The first step in this entire process is claims auditing undertaken by payers to verify whether healthcare providers are properly coding and documenting their medical claims submitted for reimbursement. Auditing involves comprehensive medical claims review that helps determine the medical necessity, appropriateness, and efficiency of the medical services provided. Attorneys who responded to Bloomberg Law pointed out that with the reality of increasing healthcare expenses, carriers are carrying out more aggressive audits of medical claims. Therefore, physicians and other healthcare providers have to be very careful about their medical billing and coding. A detailed review of claims before submission could help ensure accuracy and compliance. If an insurer’s SIU (Special Investigation Unit) gets involved, it is a major concern for providers because they tend to be more forceful, and billing disputes could end up as civil fraud claims. Attorneys representing healthcare providers are more worried about insurers using audits and their SIUs to alter the focus of billing disputes and allege fraud. They feel that payers could work with providers to resolve discrepancies and other concerns. Health plans concede that they work alongside state and federal law enforcement but do so only when signs of healthcare fraud are detected.

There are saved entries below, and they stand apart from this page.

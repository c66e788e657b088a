//! `stevedore ps` command handler

use std::io::Write;
use std::path::Path;

use serde::Serialize;
use tracing::info;

use stevedore_compose::{ContainerState, Project, RuntimeClient};

use crate::cli::PsArgs;
use crate::commands::{open_project, selection};
use crate::error::CliError;
use crate::output::{OutputWriter, Render, Table};

/// Length of the short container id shown in text output.
const SHORT_ID_LEN: usize = 12;

/// Execute the `ps` command.
pub async fn execute(args: PsArgs, config_path: &Path, writer: &OutputWriter) -> Result<(), CliError> {
    let project = open_project(config_path, |_| {}).await?;
    let report = collect(&project, &args.services).await?;
    writer.render(&report)?;
    Ok(())
}

/// List every container labelled with the project and a selected service.
pub(crate) async fn collect<C: RuntimeClient>(
    project: &Project<C>,
    requested: &[String],
) -> Result<PsReport, CliError> {
    let client = project.context().client();
    let mut rows = Vec::new();

    for name in selection(project, requested)? {
        let service = project.create_service(&name)?;
        for summary in service.containers().await? {
            let info = client.inspect(&summary.id).await?;
            rows.push(ContainerRow {
                service: name.clone(),
                name: summary.name,
                id: summary.id,
                image: info.image,
                state: if info.running {
                    ContainerState::Running
                } else {
                    ContainerState::Stopped
                },
            });
        }
    }

    info!(project = project.name(), containers = rows.len(), "containers listed");
    Ok(PsReport {
        project: project.name().to_owned(),
        containers: rows,
    })
}

#[derive(Debug, Serialize)]
pub struct PsReport {
    pub project: String,
    pub containers: Vec<ContainerRow>,
}

#[derive(Debug, Serialize)]
pub struct ContainerRow {
    pub service: String,
    pub name: String,
    pub id: String,
    pub image: String,
    pub state: ContainerState,
}

impl Render for PsReport {
    fn render_text(&self, w: &mut dyn Write) -> std::io::Result<()> {
        use colored::Colorize;

        if self.containers.is_empty() {
            writeln!(w, "No containers in project {}", self.project.bold())?;
            return Ok(());
        }

        let mut table = Table::new(&["SERVICE", "NAME", "ID", "IMAGE", "STATE"]);
        for c in &self.containers {
            let id: String = c.id.chars().take(SHORT_ID_LEN).collect();
            table.row(vec![
                c.service.clone(),
                c.name.clone(),
                id,
                c.image.clone(),
                c.state.as_str().to_owned(),
            ]);
        }
        table.write(w)
    }
}

#[cfg(test)]
mod tests {
    use super::*;

    fn row(service: &str, state: ContainerState) -> ContainerRow {
        ContainerRow {
            service: service.to_owned(),
            name: format!("shop_{service}_1"),
            id: "4f2a9c1b7d3e8f0a1b2c3d4e5f6a7b8c".to_owned(),
            image: "nginx:latest".to_owned(),
            state,
        }
    }

    #[test]
    fn test_ps_report_shortens_ids() {
        let report = PsReport {
            project: "shop".to_owned(),
            containers: vec![row("web", ContainerState::Running)],
        };

        let mut buffer = Vec::new();
        report.render_text(&mut buffer).expect("render");
        let output = String::from_utf8(buffer).expect("utf8");

        assert!(output.contains("4f2a9c1b7d3e "));
        assert!(!output.contains("4f2a9c1b7d3e8"));
        assert!(output.contains("running"));
    }

    #[test]
    fn test_ps_report_empty() {
        let report = PsReport {
            project: "shop".to_owned(),
            containers: Vec::new(),
        };
        let mut buffer = Vec::new();
        report.render_text(&mut buffer).expect("render");
        assert!(String::from_utf8(buffer).expect("utf8").contains("No containers"));
    }

    #[test]
    fn test_ps_report_json_keeps_full_id() {
        let report = PsReport {
            project: "shop".to_owned(),
            containers: vec![row("db", ContainerState::Stopped)],
        };
        let json = serde_json::to_value(&report).expect("serialize");
        assert_eq!(json["containers"][0]["id"], "4f2a9c1b7d3e8f0a1b2c3d4e5f6a7b8c");
        assert_eq!(json["containers"][0]["state"], "stopped");
    }
}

When a fraud claim is brought in, do law enforcement officers take them at face value? No, according to Melissa L. Jampol, a former federal prosecutor who now represents healthcare providers. Federal prosecutors would not simply accept a “ready-packaged” case. They would consider the entity who has complained about potential fraud, including complaints to payers and use those complaints along with any related SIU investigation to determine the genuineness of the allegation.

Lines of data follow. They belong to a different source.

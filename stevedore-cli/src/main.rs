//! Stevedore CLI -- container lifecycle for multi-service projects
//!
//! ```text
//! stevedore up [-d] [SERVICE...]      create + start (follow logs unless -d)
//! stevedore down|rm|restart [SERVICE...]
//! stevedore pull [SERVICE...]
//! stevedore ps [SERVICE...]
//! stevedore logs [--tail N] [SERVICE...]
//! stevedore config validate|show [--section NAME]
//! ```

mod cli;
mod commands;
mod error;
mod logging;
mod output;

use clap::Parser;

use stevedore_core::config::{GeneralConfig, StevedoreConfig};

use crate::cli::{Cli, Commands};
use crate::commands::lifecycle::Action;
use crate::error::CliError;
use crate::output::OutputWriter;

#[tokio::main]
async fn main() -> anyhow::Result<()> {
    let cli = Cli::parse();

    // 설정 파일이 깨져 있어도 `config validate`가 보고할 수 있도록 기본값으로 로깅을 시작
    let mut general = match StevedoreConfig::load(&cli.config).await {
        Ok(config) => config.general,
        Err(_) => GeneralConfig::default(),
    };
    if let Some(level) = &cli.log_level {
        general.log_level = level.clone();
    }
    logging::init_tracing(&general)?;

    if let Err(e) = run(cli).await {
        use colored::Colorize;
        eprintln!("{} {e}", "error:".red().bold());
        std::process::exit(e.exit_code());
    }

    Ok(())
}

async fn run(cli: Cli) -> Result<(), CliError> {
    let writer = OutputWriter::new(cli.output);
    let config_path = cli.config.as_path();

    match cli.command {
        Commands::Up(args) => commands::lifecycle::execute_up(args, config_path, &writer).await,
        Commands::Down(args) => {
            commands::lifecycle::execute(Action::Down, args, config_path, &writer).await
        }
        Commands::Rm(args) => {
            commands::lifecycle::execute(Action::Rm, args, config_path, &writer).await
        }
        Commands::Restart(args) => {
            commands::lifecycle::execute(Action::Restart, args, config_path, &writer).await
        }
        Commands::Pull(args) => {
            commands::lifecycle::execute(Action::Pull, args, config_path, &writer).await
        }
        Commands::Ps(args) => commands::ps::execute(args, config_path, &writer).await,
        Commands::Logs(args) => commands::logs::execute(args, config_path).await,
        Commands::Config(args) => commands::config::execute(args, config_path, &writer).await,
    }
}
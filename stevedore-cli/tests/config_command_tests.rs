//! Integration tests for the configuration the `stevedore` commands consume.
//!
//! Exercises loading real TOML files from disk and deriving the runtime
//! settings and credential store the lifecycle commands are built from.

use std::fs;
use tempfile::TempDir;

use stevedore_compose::{ComposeConfig, CredentialStore, ImageReference};
use stevedore_core::config::StevedoreConfig;

const VALID: &str = r#"
[general]
log_level = "debug"
log_format = "json"

[docker]
socket = "/run/user/1000/docker.sock"
timeout_secs = 30

[project]
name = "shop"
stop_timeout_secs = 5
log_tail_lines = 100

[services.db]
image = "postgres:16"

[services.web]
image = "nginx"
links = ["db:database"]
"#;

#[tokio::test]
async fn test_config_validate_valid_toml() {
    // Given: A valid config file
    let temp_dir = TempDir::new().expect("should create temp dir");
    let config_path = temp_dir.path().join("stevedore.toml");
    fs::write(&config_path, VALID).expect("should write config");

    // When: Loading the config
    let config = StevedoreConfig::load(&config_path)
        .await
        .expect("valid config should load successfully");

    // Then: Sections are populated
    assert_eq!(config.general.log_format, "json");
    assert_eq!(config.project.name, "shop");
    assert_eq!(config.services.len(), 2);
}

#[tokio::test]
async fn test_config_validate_malformed_toml() {
    let temp_dir = TempDir::new().expect("should create temp dir");
    let config_path = temp_dir.path().join("bad.toml");

    fs::write(&config_path, "[project\nname = \"shop\"\n").expect("should write bad config");

    let result = StevedoreConfig::load(&config_path).await;
    assert!(result.is_err(), "malformed TOML should fail to load");
}

#[tokio::test]
async fn test_config_validate_service_without_image() {
    let temp_dir = TempDir::new().expect("should create temp dir");
    let config_path = temp_dir.path().join("stevedore.toml");

    fs::write(&config_path, "[services.web]\ntty = true\n").expect("should write config");

    let err = StevedoreConfig::load(&config_path).await.unwrap_err();
    assert!(
        err.to_string().contains("services.web.image"),
        "error should name the offending field: {err}"
    );
}

#[tokio::test]
async fn test_config_load_missing_file() {
    let temp_dir = TempDir::new().expect("should create temp dir");
    let result = StevedoreConfig::load(temp_dir.path().join("absent.toml")).await;
    assert!(result.is_err(), "missing file should fail to load");
}

#[tokio::test]
#[serial_test::serial]
async fn test_compose_config_derived_from_file() {
    let temp_dir = TempDir::new().expect("should create temp dir");
    let config_path = temp_dir.path().join("stevedore.toml");
    fs::write(&config_path, VALID).expect("should write config");

    let config = StevedoreConfig::load(&config_path).await.expect("should load");
    let compose = ComposeConfig::from_core(&config);

    assert_eq!(compose.project_name, "shop");
    assert_eq!(compose.docker_socket, "/run/user/1000/docker.sock");
    assert_eq!(compose.docker_timeout_secs, 30);
    assert_eq!(compose.stop_timeout_secs, 5);
    assert_eq!(compose.log_tail_lines, 100);
    compose.validate().expect("derived config should validate");
}

#[tokio::test]
#[serial_test::serial]
async fn test_env_override_reaches_compose_config() {
    // Given: A config file and an environment override for the stop timeout
    let temp_dir = TempDir::new().expect("should create temp dir");
    let config_path = temp_dir.path().join("stevedore.toml");
    fs::write(&config_path, VALID).expect("should write config");

    let original = std::env::var("STEVEDORE_PROJECT_STOP_TIMEOUT_SECS").ok();
    // SAFETY: serial_test로 직렬화되어 환경변수 조작이 안전합니다.
    unsafe {
        std::env::set_var("STEVEDORE_PROJECT_STOP_TIMEOUT_SECS", "42");
    }

    // When: Loading the config the way the lifecycle commands do
    let loaded = StevedoreConfig::load(&config_path).await;

    // SAFETY: 테스트 정리
    unsafe {
        match original {
            Some(val) => std::env::set_var("STEVEDORE_PROJECT_STOP_TIMEOUT_SECS", val),
            None => std::env::remove_var("STEVEDORE_PROJECT_STOP_TIMEOUT_SECS"),
        }
    }

    // Then: The override wins over the file value
    let compose = ComposeConfig::from_core(&loaded.expect("should load"));
    assert_eq!(compose.stop_timeout_secs, 42);
    assert_eq!(compose.stop_timeout(), std::time::Duration::from_secs(42));
}

#[tokio::test]
async fn test_credentials_file_resolves_registry() {
    let temp_dir = TempDir::new().expect("should create temp dir");
    let path = temp_dir.path().join("config.json");
    // "ci:s3cret"
    fs::write(
        &path,
        r#"{"auths":{"https://ghcr.io":{"auth":"Y2k6czNjcmV0"}}}"#,
    )
    .expect("should write credentials");

    let store = CredentialStore::load(&path).await.expect("should load");
    let image = ImageReference::parse("ghcr.io/acme/wireguard:1.0").expect("valid reference");
    let credential = store.resolve(&image).expect("ghcr.io credential");

    assert_eq!(credential.username, "ci");
    assert_eq!(credential.password, "s3cret");
}

#[tokio::test]
async fn test_missing_credentials_file_is_empty_store() {
    let temp_dir = TempDir::new().expect("should create temp dir");
    let store = CredentialStore::load(temp_dir.path().join("config.json"))
        .await
        .expect("missing file is not an error");
    assert!(store.is_empty());
}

If fraud is suspected, it could lead to criminal charges under 18 U.S.C. § 1347-a federal health-care fraud statute that was added in 1996 as part of the Health Insurance Portability and Accountability Act (HIPAA)-or under the Anti-Kickback Statute or related federal criminal statutes involving conspiracy, wire fraud, and mail fraud.
Providers must take insurer audits seriously and respond as required. They must ensure that the payer’s requests for additional documentation are handled promptly by staff members who clearly understand the concerns of the investigators. They should try and communicate directly with the investigators from the beginning itself. Attorneys say that audits become more challenging when the claim volume is huge. The problem, they say, is a hospital for instance, could process hundreds of similar claims before they receive notice of a claim denial. The challenge is in keeping track of all denials and still processing a huge volume of claims that may be erroneous. The recommendations are that providers,
- Should not ignore private payers, and must treat their interactions with commercial payers in the same way they would treat those with Medicare or Medicaid auditors.

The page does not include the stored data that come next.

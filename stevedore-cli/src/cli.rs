//! CLI argument parsing using clap derive API
//!
//! This module defines the command-line interface structure using clap's derive macros.
//! It is purely declarative with no side effects or I/O.

use std::path::PathBuf;

use clap::{Args, Parser, Subcommand, ValueEnum};

/// Stevedore -- container lifecycle for multi-service projects.
///
/// Use `stevedore <COMMAND> --help` for subcommand details.
#[derive(Parser, Debug)]
#[command(name = "stevedore", version, about, long_about = None)]
pub struct Cli {
    /// Path to the stevedore.toml configuration file.
    #[arg(short, long, default_value = "stevedore.toml", global = true)]
    pub config: PathBuf,

    /// Override log level (trace, debug, info, warn, error).
    #[arg(long, global = true)]
    pub log_level: Option<String>,

    /// Output format.
    #[arg(long, global = true, default_value = "text")]
    pub output: OutputFormat,

    #[command(subcommand)]
    pub command: Commands,
}

/// Supported output formats.
#[derive(Debug, Clone, Copy, ValueEnum)]
pub enum OutputFormat {
    /// Human-readable table / text output.
    Text,
    /// Machine-readable JSON.
    Json,
}

#[derive(Subcommand, Debug)]
pub enum Commands {
    /// Create and start service containers.
    Up(UpArgs),

    /// Stop service containers.
    Down(TargetArgs),

    /// Stop and remove service containers (volumes are kept).
    Rm(TargetArgs),

    /// Restart service containers.
    Restart(TargetArgs),

    /// List the containers of each service.
    Ps(PsArgs),

    /// Pull service images.
    Pull(TargetArgs),

    /// Follow container output.
    Logs(LogsArgs),

    /// Manage configuration.
    Config(ConfigArgs),
}

// ---- shared ----

/// Which services and which instance to act on.
#[derive(Args, Debug, Clone)]
pub struct TargetArgs {
    /// Services to act on (default: every declared service).
    pub services: Vec<String>,

    /// Instance number used in the container name (`<project>_<service>_<n>`).
    #[arg(long, default_value_t = 1)]
    pub index: u32,
}

// ---- up ----

#[derive(Args, Debug)]
pub struct UpArgs {
    #[command(flatten)]
    pub target: TargetArgs,

    /// Return once containers are started instead of following their logs.
    #[arg(short = 'd', long)]
    pub detach: bool,
}

// ---- ps ----

#[derive(Args, Debug)]
pub struct PsArgs {
    /// Services to list (default: every declared service).
    pub services: Vec<String>,
}

// ---- logs ----

#[derive(Args, Debug)]
pub struct LogsArgs {
    #[command(flatten)]
    pub target: TargetArgs,

    /// Number of backlog lines per container (default: project.log_tail_lines).
    #[arg(long)]
    pub tail: Option<usize>,
}

// ---- config ----

/// Manage stevedore configuration.
#[derive(Args, Debug)]
pub struct ConfigArgs {
    #[command(subcommand)]
    pub action: ConfigAction,
}

#[derive(Subcommand, Debug)]
pub enum ConfigAction {
    /// Validate the configuration file and report errors.
    Validate,
    /// Show the effective configuration (file + env overrides + defaults).
    Show {
        /// Show only a specific section (general, docker, project, services).
        #[arg(long)]
        section: Option<String>,
    },
}

#[cfg(test)]
mod tests {
    use super::*;
    use clap::CommandFactory;

    #[test]
    fn test_cli_parse_up_defaults() {
        let cli = Cli::try_parse_from(["stevedore", "up"]).expect("should parse 'up'");
        match cli.command {
            Commands::Up(args) => {
                assert!(!args.detach, "detach should default to false");
                assert!(args.target.services.is_empty(), "no services selected");
                assert_eq!(args.target.index, 1, "index should default to 1");
            }
            _ => panic!("expected Up command"),
        }
    }

    #[test]
    fn test_cli_parse_up_detached_with_services() {
        let cli = Cli::try_parse_from(["stevedore", "up", "-d", "web", "db"])
            .expect("should parse 'up -d web db'");
        match cli.command {
            Commands::Up(args) => {
                assert!(args.detach);
                assert_eq!(args.target.services, vec!["web", "db"]);
            }
            _ => panic!("expected Up command"),
        }
    }

    #[test]
    fn test_cli_parse_rm_with_index() {
        let cli = Cli::try_parse_from(["stevedore", "rm", "--index", "3", "worker"])
            .expect("should parse rm");
        match cli.command {
            Commands::Rm(args) => {
                assert_eq!(args.index, 3);
                assert_eq!(args.services, vec!["worker"]);
            }
            _ => panic!("expected Rm command"),
        }
    }

    #[test]
    fn test_cli_parse_logs_tail() {
        let cli = Cli::try_parse_from(["stevedore", "logs", "--tail", "50", "web"])
            .expect("should parse logs");
        match cli.command {
            Commands::Logs(args) => {
                assert_eq!(args.tail, Some(50));
                assert_eq!(args.target.services, vec!["web"]);
            }
            _ => panic!("expected Logs command"),
        }
    }

    #[test]
    fn test_cli_parse_config_show_section() {
        let cli = Cli::try_parse_from(["stevedore", "config", "show", "--section", "project"])
            .expect("should parse config show");
        match cli.command {
            Commands::Config(args) => match args.action {
                ConfigAction::Show { section } => assert_eq!(section.as_deref(), Some("project")),
                ConfigAction::Validate => panic!("expected Show action"),
            },
            _ => panic!("expected Config command"),
        }
    }

    #[test]
    fn test_cli_global_flags_after_subcommand() {
        let cli = Cli::try_parse_from([
            "stevedore",
            "ps",
            "--output",
            "json",
            "--config",
            "/etc/stevedore.toml",
            "--log-level",
            "debug",
        ])
        .expect("global flags should parse after subcommand");
        assert!(matches!(cli.output, OutputFormat::Json));
        assert_eq!(cli.config, PathBuf::from("/etc/stevedore.toml"));
        assert_eq!(cli.log_level.as_deref(), Some("debug"));
    }

    #[test]
    fn test_cli_rejects_unknown_output_format() {
        let result = Cli::try_parse_from(["stevedore", "ps", "--output", "yaml"]);
        assert!(result.is_err(), "yaml output should be rejected");
    }

    #[test]
    fn test_cli_requires_subcommand() {
        let result = Cli::try_parse_from(["stevedore"]);
        assert!(result.is_err(), "subcommand is required");
    }

    #[test]
    fn test_cli_debug_assert() {
        Cli::command().debug_assert();
    }
}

- Must look at their high-volume, high-dollar private payer claims too and ensure they are properly ordered, documented, and coded.
- Must have a strong compliance program that will reduce exposure. This will help show that they are acting in good faith.
All this highlights the fact that providing superior quality medical care may not be enough to survive a payer audit. Utilizing expert medical claim review service, providers can ensure their claims are accurate and meet all compliance requirements of government as well as private payers.